### What the exercise asks
Every line with "usize" in it must be copied from the data.

### Exercise material
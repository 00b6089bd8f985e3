//! Pool and buffer configuration.

use skein_core::ConfigError;

/// Smallest buffer handed out by the pooled allocators, in elements.
pub const MIN_POOLED_BUFFER_LEN: usize = 16;

/// Largest power-of-two length kept in the default array pool buckets.
pub const MAX_POOLED_BUFFER_LEN: usize = 1 << 20;

/// Hard cap on shard count, regardless of core count.
pub const MAX_SHARDS: usize = 64;

// ── PoolConfig ─────────────────────────────────────────────────────

/// Shape of a [`ShardedPool`](crate::pool::ShardedPool).
#[derive(Clone, Debug, PartialEq, Eq)]
pub struct PoolConfig {
    /// Number of shards. `None` = auto-detect from
    /// `available_parallelism`, clamped to `[1, 64]`.
    pub shard_count: Option<usize>,
    /// Objects each shard holds before it reports full. Default: 8.
    pub shard_capacity: usize,
    /// Whether objects that fit no shard spill into an unbounded
    /// overflow queue instead of being rejected. Default: true.
    pub unbounded_overflow: bool,
}

impl Default for PoolConfig {
    fn default() -> Self {
        Self {
            shard_count: None,
            shard_capacity: 8,
            unbounded_overflow: true,
        }
    }
}

impl PoolConfig {
    /// Resolve the actual shard count, applying auto-detection if `None`.
    pub fn resolved_shard_count(&self) -> usize {
        match self.shard_count {
            Some(n) => n.clamp(1, MAX_SHARDS),
            None => std::thread::available_parallelism()
                .map(|n| n.get())
                .unwrap_or(4)
                .clamp(1, MAX_SHARDS),
        }
    }

    /// Check structural invariants.
    pub fn validate(&self) -> Result<(), ConfigError> {
        if self.shard_capacity == 0 {
            return Err(ConfigError::ZeroShardCapacity);
        }
        if let Some(n) = self.shard_count {
            if n == 0 || n > MAX_SHARDS {
                return Err(ConfigError::ShardCountOutOfRange { value: n });
            }
        }
        Ok(())
    }
}

// ── BufferConfig ───────────────────────────────────────────────────

/// Sizing of pooled memory and slab slices.
#[derive(Clone, Debug, PartialEq, Eq)]
pub struct BufferConfig {
    /// Smallest pooled buffer, in elements. Power of two. Default: 16.
    pub min_pooled_buffer_len: usize,
    /// Length of one slab generation, in elements. Power of two.
    /// Default: 65 536.
    pub slab_len: usize,
    /// Free slices a slice bucket keeps for reuse. Slices beyond this
    /// release their slab reference. Default: 64.
    pub max_free_slices: usize,
}

impl Default for BufferConfig {
    fn default() -> Self {
        Self {
            min_pooled_buffer_len: MIN_POOLED_BUFFER_LEN,
            slab_len: 1 << 16,
            max_free_slices: 64,
        }
    }
}

impl BufferConfig {
    /// Check structural invariants.
    pub fn validate(&self) -> Result<(), ConfigError> {
        if !self.min_pooled_buffer_len.is_power_of_two() {
            return Err(ConfigError::NotPowerOfTwo {
                field: "min_pooled_buffer_len",
                value: self.min_pooled_buffer_len,
            });
        }
        if !self.slab_len.is_power_of_two() {
            return Err(ConfigError::NotPowerOfTwo {
                field: "slab_len",
                value: self.slab_len,
            });
        }
        Ok(())
    }

    /// Check that `slice_len` can be carved from slabs of this config.
    pub fn validate_slice(&self, slice_len: usize) -> Result<(), ConfigError> {
        self.validate()?;
        if !slice_len.is_power_of_two() {
            return Err(ConfigError::NotPowerOfTwo {
                field: "slice_len",
                value: slice_len,
            });
        }
        if slice_len >= self.slab_len {
            return Err(ConfigError::SliceTooLarge {
                slice_len,
                slab_len: self.slab_len,
            });
        }
        Ok(())
    }
}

### Response to this exercise
pub const MIN_POOLED_BUFFER_LEN: usize = 16;
pub const MAX_POOLED_BUFFER_LEN: usize = 1 << 20;
pub const MAX_SHARDS: usize = 64;
    pub shard_count: Option<usize>,
    pub shard_capacity: usize,
    pub fn resolved_shard_count(&self) -> usize {
    pub min_pooled_buffer_len: usize,
    pub slab_len: usize,
    pub max_free_slices: usize,
    pub fn validate_slice(&self, slice_len: usize) -> Result<(), ConfigError> {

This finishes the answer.